TASK BRIEF. Write out again only the lines that run from the start of the entries to the line containing "pub fn bar_required_a()", both included.

DATA FOR THIS EXERCISE.
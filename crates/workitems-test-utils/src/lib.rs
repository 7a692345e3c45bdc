//! Testing utilities for the work items workspace
//!
//! Shared fixtures, pre-wired managers and tracing setup.

#![allow(missing_docs)]

use std::sync::{Arc, Once};
use tracing_subscriber::EnvFilter;
use workitems_core::provider::{
    InMemoryDataProvider, InMemoryDescriptorProvider, InMemoryValueResolver,
};
use workitems_core::{WorkItemManager, WorkItemsConfig};
use workitems_model::{Property, PropertyDescriptor, WorkItemDescriptor};

static TRACING: Once = Once::new();

/// Install a fmt subscriber honouring `RUST_LOG`, once per process
pub fn init_tracing() {
    TRACING.call_once(|| {
        let _ = tracing_subscriber::fmt()
            .with_env_filter(
                EnvFilter::try_from_default_env().unwrap_or_else(|_| EnvFilter::new("warn")),
            )
            .with_test_writer()
            .try_init();
    });
}

pub fn string(name: &str, value: &str) -> Property {
    Property::new(name, "String", value)
}

/// Type `BAR` with plain string properties `A` and `B`
pub fn bar_plain() -> WorkItemDescriptor {
    WorkItemDescriptor::with_properties(
        "BAR",
        vec![
            PropertyDescriptor::new("A", "String"),
            PropertyDescriptor::new("B", "String"),
        ],
    )
}

/// Type `BAR` where `A` must be non-blank
pub fn bar_required_a() -> WorkItemDescriptor {
    WorkItemDescriptor::with_properties(
        "BAR",
        vec![
            PropertyDescriptor::new("A", "String").required(),
            PropertyDescriptor::new("B", "String"),
        ],
    )
}

/// Type `BAR` where `B` is not editable
pub fn bar_immutable_b() -> WorkItemDescriptor {
    WorkItemDescriptor::with_properties(
        "BAR",
        vec![
            PropertyDescriptor::new("A", "String"),
            PropertyDescriptor::new("B", "String").editable(false),
        ],
    )
}

/// Manager and its in-memory collaborators
pub struct TestHarness {
    pub manager: WorkItemManager,
    pub data: Arc<InMemoryDataProvider>,
    pub descriptors: InMemoryDescriptorProvider,
    pub values: Arc<InMemoryValueResolver>,
}

impl TestHarness {
    pub fn new(descriptors: Vec<WorkItemDescriptor>) -> Self {
        Self::with_config(descriptors, WorkItemsConfig::new())
    }

    pub fn with_config(descriptors: Vec<WorkItemDescriptor>, config: WorkItemsConfig) -> Self {
        Self::with_data(descriptors, config, InMemoryDataProvider::new())
    }

    pub fn with_data(
        descriptors: Vec<WorkItemDescriptor>,
        config: WorkItemsConfig,
        data: InMemoryDataProvider,
    ) -> Self {
        init_tracing();

        let data = Arc::new(data);
        let descriptors = InMemoryDescriptorProvider::new(descriptors);
        let values = Arc::new(InMemoryValueResolver::new());

        let manager = WorkItemManager::builder(data.clone(), Arc::new(descriptors.clone()))
            .config(config)
            .value_resolver(values.clone())
            .build();

        Self {
            manager,
            data,
            descriptors,
            values,
        }
    }
}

TASK RESPONSE.
filename crates/workitems-test-utils/src/lib.rs
repository 7a692345e3c45bdc
//! Testing utilities for the work items workspace
//!
//! Shared fixtures, pre-wired managers and tracing setup.

#![allow(missing_docs)]

use std::sync::{Arc, Once};
use tracing_subscriber::EnvFilter;
use workitems_core::provider::{
    InMemoryDataProvider, InMemoryDescriptorProvider, InMemoryValueResolver,
};
use workitems_core::{WorkItemManager, WorkItemsConfig};
use workitems_model::{Property, PropertyDescriptor, WorkItemDescriptor};

static TRACING: Once = Once::new();

/// Install a fmt subscriber honouring `RUST_LOG`, once per process
pub fn init_tracing() {
    TRACING.call_once(|| {
        let _ = tracing_subscriber::fmt()
            .with_env_filter(
                EnvFilter::try_from_default_env().unwrap_or_else(|_| EnvFilter::new("warn")),
            )
            .with_test_writer()
            .try_init();
    });
}

pub fn string(name: &str, value: &str) -> Property {
    Property::new(name, "String", value)
}

/// Type `BAR` with plain string properties `A` and `B`
pub fn bar_plain() -> WorkItemDescriptor {
    WorkItemDescriptor::with_properties(
        "BAR",
        vec![
            PropertyDescriptor::new("A", "String"),
            PropertyDescriptor::new("B", "String"),
        ],
    )
}

/// Type `BAR` where `A` must be non-blank
pub fn bar_required_a() -> WorkItemDescriptor {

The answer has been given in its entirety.